Bouchard has served on the boards of Telus Corporation, Dominion Diamond Corporation, the Ford Motor Company of Canada, Sears Canada, Corby Distilleries, the Banque Nationale de Paris (Canada), London Life, Gaz Metropolitan, Alliance Forest Products, Monsanto Canada, and the Canada Post Corporation. She sits on the board of PSP (Public Sector Pension Investments) and is the chair of the human resources and compensation committee.

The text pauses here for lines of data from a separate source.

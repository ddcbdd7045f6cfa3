//! Citation rewriting for generated answers
//!
//! The answering model cites units by their candidate keys (`functions_3`).
//! The formatter swaps each cited key for a sequential number and appends a
//! references section pointing at the unit's file.

use super::{CandidateSet, LocationLookup};
use crate::extract::UnitKind;
use regex::Regex;
use serde::{Deserialize, Serialize};
use std::collections::HashSet;
use std::path::{Path, PathBuf};

/// Header placed between the answer and its references
pub const REFERENCES_HEADER: &str = "\n\nREFERENCES:\n";

/// One resolved citation
#[derive(Debug, Clone, PartialEq, Serialize, Deserialize)]
pub struct Citation {
    /// Number shown to the reader, starting at 1
    pub number: usize,
    /// Candidate key the number replaced
    pub key: String,
    /// Kind of the cited unit
    pub kind: UnitKind,
    /// Unit name
    pub name: String,
    /// File path, relative to the checkout directory when possible
    pub path: String,
    /// Enclosing class, for methods only
    pub class_name: Option<String>,
}

impl Citation {
    /// Render the references line for this citation
    pub fn reference_line(&self) -> String {
        let label = match (&self.class_name, self.kind) {
            (Some(class_name), UnitKind::Method) => format!("class: {}.{}", class_name, self.name),
            _ => self.name.clone(),
        };
        format!("[{}]: {} - (path: {})", self.number, label, self.path)
    }
}

/// Citations assigned while formatting one answer, by number
#[derive(Debug, Clone, Default, PartialEq, Serialize, Deserialize)]
pub struct CitationMap {
    entries: Vec<Citation>,
}

impl CitationMap {
    fn push(&mut self, mut citation: Citation) {
        citation.number = self.entries.len() + 1;
        self.entries.push(citation);
    }

    pub fn get(&self, number: usize) -> Option<&Citation> {
        number.checked_sub(1).and_then(|i| self.entries.get(i))
    }

    pub fn len(&self) -> usize {
        self.entries.len()
    }

    pub fn is_empty(&self) -> bool {
        self.entries.is_empty()
    }

    pub fn iter(&self) -> std::slice::Iter<'_, Citation> {
        self.entries.iter()
    }

    fn number_for(&self, key: &str) -> Option<usize> {
        self.entries.iter().find(|c| c.key == key).map(|c| c.number)
    }
}

/// A formatted answer with the citations it carries
#[derive(Debug, Clone, PartialEq, Serialize, Deserialize)]
pub struct Answer {
    pub text: String,
    pub citations: CitationMap,
}

/// Rewrites candidate keys in generated answers into numbered citations
#[derive(Debug, Clone)]
pub struct CitationFormatter {
    /// Prefix stripped from reference paths
    path_prefix: Option<PathBuf>,
    /// Context budget; no more citations than this are assigned
    max_context: usize,
}

impl CitationFormatter {
    /// Create a formatter for a context budget of `max_context`
    pub fn new(max_context: usize) -> Self {
        Self {
            path_prefix: None,
            max_context,
        }
    }

    /// Strip `prefix` from the paths shown in references
    pub fn with_path_prefix<P: Into<PathBuf>>(mut self, prefix: P) -> Self {
        self.path_prefix = Some(prefix.into());
        self
    }

    /// Rewrite `answer`, resolving cited keys through `lookup`
    ///
    /// Keys are numbered in candidate (retrieval) order, each once however
    /// often it is cited. Keys that are not candidates, or whose location
    /// cannot be resolved, stay in the text untouched.
    pub fn reformat(
        &self,
        answer: &str,
        candidates: &CandidateSet,
        lookup: &dyn LocationLookup,
    ) -> Answer {
        let mut citations = CitationMap::default();
        let mut text = answer.to_string();

        if let Some(pattern) = key_pattern(candidates) {
            let cited: HashSet<&str> = pattern.find_iter(answer).map(|m| m.as_str()).collect();

            for candidate in candidates {
                if !cited.contains(candidate.key.as_str()) {
                    continue;
                }
                if citations.len() >= self.max_context {
                    tracing::debug!("Citation budget of {} reached", self.max_context);
                    break;
                }

                match lookup.lookup_location(candidate.kind, candidate.id) {
                    Ok(Some(location)) => {
                        let class_name = match candidate.kind {
                            UnitKind::Method => location.class_name,
                            _ => None,
                        };
                        citations.push(Citation {
                            number: 0,
                            key: candidate.key.clone(),
                            kind: candidate.kind,
                            name: candidate.name.clone(),
                            path: self.relative_path(&location.path),
                            class_name,
                        });
                    }
                    Ok(None) => {
                        tracing::debug!("No location for cited key {}", candidate.key);
                    }
                    Err(e) => {
                        tracing::warn!("Failed to resolve cited key {}: {}", candidate.key, e);
                    }
                }
            }

            text = pattern
                .replace_all(answer, |caps: &regex::Captures| {
                    let key = &caps[0];
                    citations
                        .number_for(key)
                        .map_or_else(|| key.to_string(), |n| n.to_string())
                })
                .into_owned();
        }

        if !citations.is_empty() {
            let lines: Vec<String> = citations.iter().map(Citation::reference_line).collect();
            text.push_str(REFERENCES_HEADER);
            text.push_str(&lines.join("\n"));
        }

        for n in 1..=self.max_context {
            text = text.replace(&format!("([{}])", n), &format!("[{}]", n));
        }

        Answer { text, citations }
    }

    fn relative_path(&self, path: &str) -> String {
        self.path_prefix
            .as_deref()
            .and_then(|prefix| Path::new(path).strip_prefix(prefix).ok())
            .map_or_else(|| path.to_string(), |p| p.to_string_lossy().into_owned())
    }
}

/// Whole-word pattern matching any candidate key, longest keys first
fn key_pattern(candidates: &CandidateSet) -> Option<Regex> {
    let mut keys: Vec<&str> = candidates.keys().filter(|k| !k.is_empty()).collect();
    if keys.is_empty() {
        return None;
    }
    keys.sort_by_key(|k| std::cmp::Reverse(k.len()));

    let alternation = keys
        .iter()
        .map(|k| regex::escape(k))
        .collect::<Vec<_>>()
        .join("|");

    match Regex::new(&format!(r"\b(?:{})\b", alternation)) {
        Ok(pattern) => Some(pattern),
        Err(e) => {
            tracing::warn!("Failed to build citation pattern: {}", e);
            None
        }
    }
}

Between 1983 and 1987 she was vice president of the Montréal Chamber of Commerce, from 1989 until 1992 served the Montréal Board of Trade, and from 1987 until 1992 was a founding director of the Public Policy Forum. She also served on the Conference Board of Canada and on the International Women's Forum global board. She is a director of the Canadian Foundation for Innovation.

In 1978, Micheline Bouchard was the second woman to be elected to lead the Order of Engineers in Québec and, in 1992, the second to be elected president of the Canadian Council of Professional Engineers (now Engineers Canada). She was not only the first woman president of the Canadian Academy of Engineering, but was the first to be elected president of any of the twenty-odd academies represented in the international Council of Academies of Engineering and Technological Sciences.

She was an early advocate of the participation of women in the engineering profession and her years as an executive have helped enhance the role of women in the business of engineering.

== Awards and recognition ==

Bouchard became a Member of the Order of Canada in 1995 and a Knight of the National Order of Québec in 2011 for her services to Canada and Québec. She was named a Fellow of Engineers Canada in 2009 and, in 2015, was awarded this institution's gold medal. She also received, in 2015, the Grand Prix d’Excellence of the Order of Engineers of Québec as well as being named to the list of Top 100 Most Powerful Women. In 1981 she won the Woman of the Year (Business) Award. She has been a YWCA Woman of the Year in 1994 and, in 2000, received a Wired Woman of the Year award from the Wired Women's Society. The academic world, through Ryerson University, McMaster University, Montréal, University of Waterloo and Ottawa Universities, has recognized her contributions through the award of honorary doctorates. She has also been a member of the board of trustees of Thunderbird University in Arizona.

Micheline Bouchard is the widow of fellow engineer Jean-Paul Sardin. She a son and daughter.